For example, in the running dataset, \(TDU(D)= 182\). Let \(\delta \) be 18% then \(minUtil= 182 \times 0.18= 32.76\).

Definition 6

(High average-utility itemset). The itemset X is called as High Average-Utility Itemset (HAUI) if \(AU(X) \ge minUtil\).

$$\begin{aligned} HAUIs \leftarrow \{X| AU(X) \ge minUtil\} \end{aligned}$$
(8)

For example, in the running dataset, AU(ac) = 26.5 \(<\,minUtil\). Therefore, itemset (ac) is not a HAUI.

Definition 7

(Transaction maximum utility). Transaction maximum utility (TMU) for a transaction \(t_p\) is denoted as \(TMU(t_p)\) and defined as the maximum utility value in \(t_p\).

$$\begin{aligned} TMU(t_p)=max(U(x, t_p)|x \in t_p) \end{aligned}$$
(9)

Definition 8

(Average-utility upper bound). The average-utility upper bound for itemset X is denoted as AUUB(X) and defined as follows.

$$ \begin{aligned} AUUB(X)= \sum _{X \subseteq t_p \& t_p \in D} TMU(t_p) \end{aligned}$$
(10)

For example, in the running dataset, AUUB values of the items are as follows. AUUB(a) = 72, AUUB(b) = 64, AUUB(c) = 84, AUUB(d) = 57, AUUB(e) = 60, AUUB(f) = 27.

Property 1

(Downward closure property using AUUB). If an itemset X has AUUB value lesser than minUtil then neither X nor any superset of X is HAUI.

Property 1 is used to apply the pruning step in HAUI-mining algorithms. AUUB provides the upper-bound of average-utility for itemsets to remove the weak candidate itemsets. For example, in the running dataset, AUUB(f) = 27 \(<\,minUtil\).
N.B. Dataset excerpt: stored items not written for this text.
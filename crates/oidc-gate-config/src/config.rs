// crates/oidc-gate-config/src/config.rs
// ============================================================================
// Module: OIDC Gate Configuration
// Description: Configuration model and loading for the realm registry.
// Purpose: Provide strict, fail-closed config parsing with hard limits.
// Dependencies: serde, serde_json, thiserror, toml
// ============================================================================

//! ## Overview
//! Configuration is loaded from a TOML or JSON file with strict size and path
//! limits. Missing or invalid configuration fails closed so a misconfigured
//! deployment is rejected before it serves traffic.

// ============================================================================
// SECTION: Imports
// ============================================================================

use std::env;
use std::fmt;
use std::fs::File;
use std::io;
use std::io::Read;
use std::path::Path;
use std::path::PathBuf;

use serde::Deserialize;
use thiserror::Error;

use crate::validation::FieldError;
use crate::validation::RealmField;
use crate::validation::validate_abs_url;
use crate::validation::validate_realm;

// ============================================================================
// SECTION: Constants
// ============================================================================

/// Default configuration filename when no path is specified.
const DEFAULT_CONFIG_NAME: &str = "oidc-gate.toml";
/// Environment variable used to override the config path.
pub const CONFIG_ENV_VAR: &str = "OIDC_GATE_CONFIG";
/// Maximum configuration file size in bytes.
pub const MAX_CONFIG_FILE_SIZE: usize = 1024 * 1024;
/// Maximum length of a single path component.
pub(crate) const MAX_PATH_COMPONENT_LENGTH: usize = 255;
/// Maximum total path length.
pub(crate) const MAX_TOTAL_PATH_LENGTH: usize = 4096;
/// Placeholder rendered instead of client secrets.
const REDACTED: &str = "<redacted>";

// ============================================================================
// SECTION: Configuration Types
// ============================================================================

/// A single OIDC realm the policy may redirect clients to.
#[derive(Clone, PartialEq, Eq, Deserialize)]
#[serde(rename_all = "kebab-case", deny_unknown_fields)]
pub struct RealmConfig {
    /// Realm identifier referenced by policy decisions.
    pub name: String,
    /// Absolute `http`/`https` URL of the realm login endpoint.
    pub login_url: String,
    /// OIDC client identifier.
    pub client_id: String,
    /// OIDC client secret.
    pub client_secret: String,
}

impl fmt::Debug for RealmConfig {
    fn fmt(&self, f: &mut fmt::Formatter<'_>) -> fmt::Result {
        f.debug_struct("RealmConfig")
            .field("name", &self.name)
            .field("login_url", &self.login_url)
            .field("client_id", &self.client_id)
            .field("client_secret", &REDACTED)
            .finish()
    }
}

/// Realm registry configuration.
#[derive(Debug, Clone, Default, PartialEq, Eq, Deserialize)]
#[serde(rename_all = "kebab-case", deny_unknown_fields)]
pub struct OidcConfig {
    /// Absolute `http`/`https` URL the login flow returns to.
    pub callback_url: String,
    /// Ordered realm definitions. Lookups resolve to the first match.
    #[serde(default)]
    pub realms: Vec<RealmConfig>,
}

/// Serialized configuration format.
#[derive(Debug, Clone, Copy, PartialEq, Eq)]
pub enum ConfigFormat {
    /// TOML document.
    Toml,
    /// JSON document.
    Json,
}

impl ConfigFormat {
    /// Selects the format from a file extension, defaulting to TOML.
    #[must_use]
    pub fn from_path(path: &Path) -> Self {
        match path.extension().and_then(|ext| ext.to_str()) {
            Some(ext) if ext.eq_ignore_ascii_case("json") => Self::Json,
            _ => Self::Toml,
        }
    }
}

impl OidcConfig {
    /// Loads configuration from disk using the default resolution rules.
    ///
    /// # Errors
    ///
    /// Returns [`ConfigError`] when loading, parsing, or validation fails.
    pub fn load(path: Option<&Path>) -> Result<Self, ConfigError> {
        let resolved = resolve_path(path);
        check_path_limits(&resolved)?;
        let bytes = read_with_limit(&resolved, MAX_CONFIG_FILE_SIZE).map_err(|err| match err {
            ReadLimitError::Io(err) => ConfigError::Io(err.to_string()),
            ReadLimitError::TooLarge {
                ..
            } => ConfigError::Invalid("config file exceeds size limit".to_string()),
        })?;
        let content = String::from_utf8(bytes)
            .map_err(|_| ConfigError::Invalid("config file must be utf-8".to_string()))?;
        Self::parse(&content, ConfigFormat::from_path(&resolved))
    }

    /// Parses and validates configuration text in the given format.
    ///
    /// # Errors
    ///
    /// Returns [`ConfigError`] when parsing or validation fails.
    pub fn parse(content: &str, format: ConfigFormat) -> Result<Self, ConfigError> {
        let config: Self = match format {
            ConfigFormat::Toml => {
                toml::from_str(content).map_err(|err| ConfigError::Parse(err.to_string()))?
            }
            ConfigFormat::Json => {
                serde_json::from_str(content).map_err(|err| ConfigError::Parse(err.to_string()))?
            }
        };
        config.validate()?;
        Ok(config)
    }

    /// Validates the configuration, stopping at the first failure.
    ///
    /// The callback URL is checked first, then each realm in order.
    ///
    /// # Errors
    ///
    /// Returns [`ConfigError`] naming the offending field (and realm index).
    pub fn validate(&self) -> Result<(), ConfigError> {
        validate_abs_url(&self.callback_url).map_err(ConfigError::CallbackUrl)?;
        for (index, realm) in self.realms.iter().enumerate() {
            validate_realm(index, realm)?;
        }
        Ok(())
    }
}

// ============================================================================
// SECTION: Errors
// ============================================================================

/// Configuration errors.
#[derive(Debug, Clone, PartialEq, Eq, Error)]
pub enum ConfigError {
    /// I/O failure while reading configuration.
    #[error("config io error: {0}")]
    Io(String),
    /// TOML or JSON parsing error.
    #[error("config parse error: {0}")]
    Parse(String),
    /// Invalid configuration input outside a specific field.
    #[error("invalid config: {0}")]
    Invalid(String),
    /// The callback URL failed validation.
    #[error("invalid callback URL: {0}")]
    CallbackUrl(FieldError),
    /// A realm field failed validation.
    #[error("invalid realm[{index}] {field}: {cause}")]
    Realm {
        /// Zero-based index of the realm in the configuration.
        index: usize,
        /// Field that failed.
        field: RealmField,
        /// Underlying cause.
        cause: FieldError,
    },
}

impl ConfigError {
    /// Returns the realm index when the error is realm-scoped.
    #[must_use]
    pub const fn realm_index(&self) -> Option<usize> {
        match self {
            Self::Realm {
                index, ..
            } => Some(*index),
            _ => None,
        }
    }

    /// Returns the serialized field path of the offending field, if any.
    #[must_use]
    pub fn field_path(&self) -> Option<String> {
        match self {
            Self::CallbackUrl(_) => Some("callback-url".to_string()),
            Self::Realm {
                index,
                field,
                ..
            } => Some(format!("realms[{index}].{}", field.key())),
            Self::Io(_) | Self::Parse(_) | Self::Invalid(_) => None,
        }
    }
}

// ============================================================================
// SECTION: Helpers
// ============================================================================

/// Picks the config path: explicit argument, then `OIDC_GATE_CONFIG`, then
/// `oidc-gate.toml` in the working directory.
fn resolve_path(path: Option<&Path>) -> PathBuf {
    path.map(Path::to_path_buf)
        .or_else(|| env::var_os(CONFIG_ENV_VAR).map(PathBuf::from))
        .unwrap_or_else(|| PathBuf::from(DEFAULT_CONFIG_NAME))
}

/// Rejects paths over the total or per-component length limits.
fn check_path_limits(path: &Path) -> Result<(), ConfigError> {
    if path.as_os_str().len() > MAX_TOTAL_PATH_LENGTH {
        return Err(ConfigError::Invalid("config path exceeds max length".to_string()));
    }
    if path.components().any(|part| part.as_os_str().len() > MAX_PATH_COMPONENT_LENGTH) {
        return Err(ConfigError::Invalid("config path component too long".to_string()));
    }
    Ok(())
}

/// Bounded file read failures.
#[derive(Debug, Error)]
pub enum ReadLimitError {
    /// File could not be opened or read.
    #[error("{0}")]
    Io(#[from] io::Error),
    /// File holds more than the allowed number of bytes.
    #[error("file is {size} bytes (limit {limit})")]
    TooLarge {
        /// Reported size in bytes.
        size: u64,
        /// Allowed limit in bytes.
        limit: usize,
    },
}

/// Reads at most `limit` bytes from `path`, failing if the file holds more.
///
/// At most `limit + 1` bytes are pulled from the file, so growth between the
/// size query and the read cannot force an unbounded allocation.
///
/// # Errors
///
/// Returns [`ReadLimitError`] when the file cannot be read or exceeds `limit`.
pub fn read_with_limit(path: &Path, limit: usize) -> Result<Vec<u8>, ReadLimitError> {
    let file = File::open(path)?;
    let reported = file.metadata()?.len();
    let cap = u64::try_from(limit).unwrap_or(u64::MAX);
    let mut bytes = Vec::new();
    file.take(cap.saturating_add(1)).read_to_end(&mut bytes)?;
    if bytes.len() > limit {
        let read = u64::try_from(bytes.len()).unwrap_or(u64::MAX);
        return Err(ReadLimitError::TooLarge {
            size: reported.max(read),
            limit,
        });
    }
    Ok(bytes)
}

// ============================================================================
// SECTION: Tests
// ============================================================================
// crates/oidc-gate-core/src/decision.rs
// ============================================================================
// Module: Policy Decision Parsing
// Description: Boundary parse of opaque policy decisions.
// Purpose: Interpret the decision once, as a closed set of variants.
// Dependencies: serde, serde_json
// ============================================================================

//! ## Overview
//! The policy engine emits a decision of unspecified JSON shape. The trigger
//! only understands one shape, an object with a string `realm` entry. Any other
//! shape is carried as [`PolicyDecision::Unstructured`] and means "no redirect
//! requested". Malformed decisions are not errors.

// ============================================================================
// SECTION: Imports
// ============================================================================

use serde::Deserialize;
use serde::Serialize;
use serde_json::Value;

// ============================================================================
// SECTION: Constants
// ============================================================================

/// Decision key naming the realm to redirect to.
pub const REALM_KEY: &str = "realm";

// ============================================================================
// SECTION: Types
// ============================================================================

/// Result of a policy evaluation, as produced by the upstream engine.
#[derive(Debug, Clone, Default, PartialEq, Serialize, Deserialize)]
pub struct EvaluationResult {
    /// Opaque decision value.
    #[serde(default)]
    pub decision: Value,
}

impl EvaluationResult {
    /// Wraps a decision value.
    #[must_use]
    pub const fn new(decision: Value) -> Self {
        Self {
            decision,
        }
    }

    /// Parses the decision into its closed variant set.
    #[must_use]
    pub fn policy_decision(&self) -> PolicyDecision<'_> {
        PolicyDecision::parse(&self.decision)
    }
}

/// Interpreted policy decision.
#[derive(Debug, Clone, Copy, PartialEq)]
pub enum PolicyDecision<'a> {
    /// Any decision that does not request a realm login.
    Unstructured(&'a Value),
    /// The decision names a realm; the name is trimmed and non-empty.
    RealmRequest(&'a str),
}

impl<'a> PolicyDecision<'a> {
    /// Interprets `decision`, falling back to [`Self::Unstructured`].
    #[must_use]
    pub fn parse(decision: &'a Value) -> Self {
        let realm = decision
            .as_object()
            .and_then(|map| map.get(REALM_KEY))
            .and_then(Value::as_str)
            .map(str::trim)
            .filter(|name| !name.is_empty());
        realm.map_or(Self::Unstructured(decision), Self::RealmRequest)
    }

    /// Returns the requested realm name, if any.
    #[must_use]
    pub const fn realm(&self) -> Option<&'a str> {
        match *self {
            Self::RealmRequest(name) => Some(name),
            Self::Unstructured(_) => None,
        }
    }
}

// ============================================================================
// SECTION: Tests
// ============================================================================
pub mod chunk;

pub use chunk::{ChunkRecorder, RecorderState, Segment};
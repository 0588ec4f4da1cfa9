// Record display/tab audio into fixed-duration WAV segments on disk.
//
// Runs only the capture -> recorder half of the pipeline, which is handy for
// checking that a loopback/monitor device actually delivers audio before
// spending transcription credits.
//
// Usage: cargo run --example record_segments -- --duration 30 --chunk 15

use std::path::PathBuf;
use std::time::Duration;

use anyhow::Result;
use clap::Parser;
use tabscribe::{
    CaptureBackendConfig, CaptureBackendFactory, CaptureSession, CaptureSource, ChunkRecorder,
    Segment,
};
use tokio::sync::{mpsc, oneshot};
use tokio::time::sleep;
use tracing::{info, Level};

#[derive(Parser)]
#[command(name = "record_segments")]
#[command(about = "Record system audio into WAV segments")]
struct Args {
    /// Capture device (loopback/monitor source); platform default when omitted
    #[arg(long)]
    device: Option<String>,

    /// Duration to record in seconds
    #[arg(short, long, default_value = "30")]
    duration: u64,

    /// Segment length in seconds
    #[arg(short, long, default_value = "15")]
    chunk: u64,

    /// Output directory
    #[arg(short, long, default_value = "recordings")]
    output_dir: PathBuf,
}

#[tokio::main]
async fn main() -> Result<()> {
    tracing_subscriber::fmt()
        .with_max_level(Level::INFO)
        .init();

    let args = Args::parse();

    info!("Recording for {} seconds ({}s segments)", args.duration, args.chunk);
    info!("Output directory: {}", args.output_dir.display());

    std::fs::create_dir_all(&args.output_dir)?;

    let mut backend = CaptureBackendFactory::create(
        &CaptureSource::Device(args.device),
        CaptureBackendConfig::default(),
    )?;

    let mut capture = CaptureSession::acquire(backend.as_mut()).await?;
    let frames = capture
        .take_frames()
        .expect("freshly acquired session has a frame channel");

    let (segment_tx, mut segment_rx) = mpsc::channel::<Segment>(1);
    let (stop_tx, stop_rx) = oneshot::channel();

    let recorder = ChunkRecorder::new(Duration::from_secs(args.chunk));
    let recorder_handle = tokio::spawn(recorder.run(frames, segment_tx, stop_rx));

    // Segments are already WAV bytes; write each one as it lands
    let output_dir = args.output_dir.clone();
    let writer_handle = tokio::spawn(async move {
        let mut written: Vec<(usize, PathBuf, u64)> = Vec::new();

        while let Some(segment) = segment_rx.recv().await {
            let path = output_dir.join(format!("segment-{:03}.wav", segment.index));
            if let Err(e) = std::fs::write(&path, &segment.data) {
                tracing::error!("Failed to write {}: {}", path.display(), e);
                continue;
            }
            info!(
                "Segment {}: {} ({:.1}s{})",
                segment.index,
                path.display(),
                segment.duration_ms as f64 / 1000.0,
                if segment.is_final { ", final" } else { "" }
            );
            written.push((segment.index, path, segment.duration_ms));
        }

        written
    });

    info!("Recording started! Waiting {} seconds...", args.duration);
    sleep(Duration::from_secs(args.duration)).await;

    info!("Stopping...");
    let _ = stop_tx.send(());
    recorder_handle.await??;

    capture.release();

    let written = writer_handle.await?;
    info!("Recording complete! Saved {} segment(s):", written.len());
    for (index, path, duration_ms) in &written {
        info!(
            "  - Segment {}: {} ({:.1}s)",
            index,
            path.display(),
            *duration_ms as f64 / 1000.0
        );
    }

    Ok(())
}
use std::fmt;
use std::path::PathBuf;

use anyhow::Result;
use serde::{Deserialize, Serialize};
use tokio::sync::mpsc;

/// Audio sample data (16-bit PCM, interleaved)
#[derive(Debug, Clone)]
pub struct AudioFrame {
    /// Raw audio samples (i16 PCM, interleaved)
    pub samples: Vec<i16>,
    /// Sample rate in Hz
    pub sample_rate: u32,
    /// Number of channels
    pub channels: u16,
    /// Timestamp in milliseconds since capture started
    pub timestamp_ms: u64,
}

/// Kind of a granted media track
#[derive(Debug, Clone, Copy, PartialEq, Eq)]
pub enum TrackKind {
    Audio,
    Video,
}

/// Errors raised while acquiring a capture surface
#[derive(Debug, Clone, PartialEq)]
pub enum CaptureError {
    /// The user refused the capture prompt, or no capture surface could be opened
    Denied(String),
    /// The granted surface carries no audio track
    NoAudioTrack,
}

impl fmt::Display for CaptureError {
    fn fmt(&self, f: &mut fmt::Formatter<'_>) -> fmt::Result {
        match self {
            CaptureError::Denied(reason) => write!(f, "Capture denied: {}", reason),
            CaptureError::NoAudioTrack => write!(f, "No audio track available"),
        }
    }
}

impl std::error::Error for CaptureError {}

/// Configuration for capture backends
#[derive(Debug, Clone)]
pub struct CaptureBackendConfig {
    /// Preferred sample rate (used if the device supports it natively; no resampling)
    pub sample_rate: u32,
    /// Preferred channel count
    pub channels: u16,
    /// Frame batching size in milliseconds
    pub frame_duration_ms: u64,
}

impl Default for CaptureBackendConfig {
    fn default() -> Self {
        Self {
            sample_rate: 16000, // 16kHz preferred for Whisper
            channels: 1,        // Mono
            frame_duration_ms: 100,
        }
    }
}

/// What the platform granted: the constituent media tracks plus the live
/// audio frame channel. Video tracks may be bundled in even though only
/// audio is wanted; the capture session stops them immediately.
#[derive(Debug)]
pub struct CaptureGrant {
    pub tracks: Vec<super::session::MediaTrack>,
    pub frames: mpsc::Receiver<AudioFrame>,
}

/// Capture surface backend trait
///
/// Implementations:
/// - Device: OS audio device via cpal (loopback/monitor source for display audio)
/// - File: WAV file source (for testing/batch processing)
#[async_trait::async_trait]
pub trait CaptureBackend: Send {
    /// Request a capture grant from the platform.
    ///
    /// This is the interactive/fallible step: it fails with `Denied` when the
    /// surface cannot be opened and `NoAudioTrack` when the surface exposes
    /// no usable audio input.
    async fn request(&mut self) -> Result<CaptureGrant, CaptureError>;

    /// Backend name for logging
    fn name(&self) -> &str;
}

/// Capture source type
#[derive(Debug, Clone, Serialize, Deserialize)]
pub enum CaptureSource {
    /// OS audio device by name, or the platform default when `None`
    Device(Option<String>),
    /// WAV file input (for testing/batch processing)
    File(PathBuf),
}

/// Capture backend factory
pub struct CaptureBackendFactory;

impl CaptureBackendFactory {
    /// Create a capture backend for the given source
    pub fn create(
        source: &CaptureSource,
        config: CaptureBackendConfig,
    ) -> Result<Box<dyn CaptureBackend>> {
        match source {
            CaptureSource::Device(name) => {
                let backend = super::device::DeviceBackend::new(name.clone(), config);
                Ok(Box::new(backend))
            }
            CaptureSource::File(path) => {
                // Batch semantics: stream the file as fast as the pipeline
                // accepts it. Demos wanting live pacing construct
                // `FileBackend::paced` directly.
                let backend = super::file::FileBackend::unpaced(path.clone(), config);
                Ok(Box::new(backend))
            }
        }
    }
}
//! HTTP control API (the UI surface)
//!
//! This module provides a REST API for controlling the capture pipeline:
//! - POST /capture/start - Start a capture session
//! - POST /capture/stop - Stop the active session
//! - GET /status - Query session status
//! - GET /transcript - Get the accumulated transcript
//! - POST /transcript/clear - Clear the transcript view
//! - GET /events - Server-sent session events
//! - GET /health - Health check

mod handlers;
mod routes;
mod state;

pub use routes::create_router;
pub use state::AppState;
Therefore, item f is a weak candidate and can be removed from the search space.

Definition 9

(Processing order and revised dataset). In the first scan of dataset, AUUB of all the items is computed. Then, the dataset is revised and used in place of original dataset. There are following two constrains for the dataset revision.

  1. 1.

    All the items with AUUB value lesser than minUtil are removed. As per the Property 1, such items are no longer needed.

  2. 2.

    Items in a revised transaction are arranged as per the ascending order of the AUUB values.

Definition 10

(Average-utility list). Average-utility list for an itemset X is a list of tuples \({<}Tid, U, TMU{>}\), where Tid is the transaction ID which stores X, U is the utility of X in Tid and, TMU is the maximum utility of transaction Tid. AU-list of 1-itemset is constructed by a scan of revised dataset. Thereafter, AU-list of k-itemset (\(k \ge 2\)) can be constructed by joining the AU-list of (\(k-1\))-itemset. Hence, no extra dataset scans are required to built the AU-list of larger itemsets. Let X.AUL (m length) and Y.AUL (n length) be the AU-list of two itemsets X and Y. To construct the AU-list of itemset XY, i.e. XY.AUL requires following rules to be employed.

  1. 1.

    All the common Tids in both the AU-lists are put in XY.AUL. Tid in both the AU-lists are sorted, therefore searching of common Tids requires (\(m+n\)) comparison.

  2. 2.

    For each common Tid, U field is measured as X.U+Y.U.

  3. 3.

    Y.TMU value is assigned to XY.TMU.

Property 2

(Pruning using AU-list). Let X be an itemset and SUM(X.TMU) be the sum of all TMU values in the AU-list of X. If SUM(X.TMU) is lesser than minUtil, then neither X nor any superset of X can be HAUI. Therefore, X and all its extensions can be pruned from the search space.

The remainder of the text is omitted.